Plaintiff, Case No. 21-CV-946-JPS-JPS v. CINDY OSTROWSKI, ORDER

Defendant.

Plaintiff, Randall Blue, who is currently incarcerated at Oshkosh Correctional Institution, filed a pro se complaint under 42 U.S.C. § 1983 alleging that Defendant Cindy Ostrowski violated his constitutional rights. ECF No. 1. On June 21, 2022, the Court screened the complaint and allowed Plaintiff to proceed on two claims against Defendant Ostrowski: (1) Eighth Amendment conditions and confinement; and (2) First Amendment retaliation. ECF No. 9 at 6.

On August 5, 2022, Defendant Ostrowski filed a motion for summary judgment, arguing that Plaintiff failed to exhaust his administrative remedies against her. ECF No. 14. On December 28, 2022, Plaintiff filed a motion for leave to amend the complaint. ECF No. 31. On February 2, 2023, the Court allowed Plaintiff an opportunity to file amended amended complaint. ECF No. 33. The Court now screens Plaintiff’s amended complaint. See ECF No. 34.

1. FEDERAL SCREENING STANDARD

Under the Prison Litigation Reform Act, the Court must screen complaints brought by prisoners seeking relief from a governmental entity or an officer or employee of a governmental entity. 28 U.S.C. § 1915A(a). *2 The Court must dismiss a complaint if the prisoner raises claims that are legally “frivolous or malicious,” that fail to state a claim upon which relief may be granted, or that seek monetary relief from a defendant who is immune from such relief. 28 U.S.C. § 1915A(b).

In determining whether a complaint states a claim, the Court applies the same standard that applies to dismissals under Federal Rule of Civil Procedure 12(b)(6). See Cesal v. Moats , 851 F.3d 714, 720 (7th Cir. 2017) (citing Booker-El v. Superintendent, Ind. State Prison , 668 F.3d 896, 899 (7th Cir. 2012)). A complaint must include “a short and plain statement of the claim showing that the pleader is entitled to relief.” Fed. R. Civ. P. 8(a)(2). The complaint must contain enough facts, accepted as true, to “state a claim for relief that is plausible on its face.” Ashcroft v. Iqbal , 556 U.S. 662, 678 (2009) (quoting Bell Atl. Corp. v.
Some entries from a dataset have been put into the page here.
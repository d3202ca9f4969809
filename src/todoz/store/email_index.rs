use std::collections::HashMap;
use uuid::Uuid;

/// Bidirectional user id <-> email map.
///
/// Both directions are written by the same call, so they can never disagree.
/// The index does not police uniqueness itself: callers check
/// [`EmailIndex::contains_email`] before calling [`EmailIndex::put`].
#[derive(Debug, Default)]
pub struct EmailIndex {
    by_id: HashMap<Uuid, String>,
    by_email: HashMap<String, Uuid>,
}

impl EmailIndex {
    pub fn new() -> Self {
        Self::default()
    }

    pub fn put(&mut self, id: Uuid, email: String) {
        if let Some(previous) = self.by_id.insert(id, email.clone()) {
            self.by_email.remove(&previous);
        }
        if let Some(previous_id) = self.by_email.insert(email, id) {
            if previous_id != id {
                self.by_id.remove(&previous_id);
            }
        }
    }

    pub fn contains_email(&self, email: &str) -> bool {
        self.by_email.contains_key(email)
    }

    pub fn id_by_email(&self, email: &str) -> Option<Uuid> {
        self.by_email.get(email).copied()
    }

    pub fn email_by_id(&self, id: &Uuid) -> Option<&str> {
        self.by_id.get(id).map(String::as_str)
    }
}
Twombly , 550 U.S. 544, 570 (2007)). “A claim has facial plausibility when the plaintiff pleads factual content that allows a court to draw the reasonable inference that the defendant is liable for the misconduct alleged.” (citing Twombly , 550 U.S. at 556).

To state a claim for relief under 42 U.S.C. § 1983, a plaintiff must allege that someone deprived him of a right secured by the Constitution or the laws of the United States and that whoever deprived him of this right was acting under the color of state law. D.S. v. E. Porter Cnty. Sch. Corp. , 799 F.3d 793, 798 (7th Cir. 2015) (citing Buchanan–Moore v. County of Milwaukee , 570 F.3d 824, 827 (7th Cir. 2009)). The Court construes pro se complaints liberally and holds them to a less stringent standard than pleadings drafted by lawyers. Cesal , 851 F.3d at 720 (citing Perez v. Fenoglio , 792 F.3d 768, 776 (7th Cir. 2015)).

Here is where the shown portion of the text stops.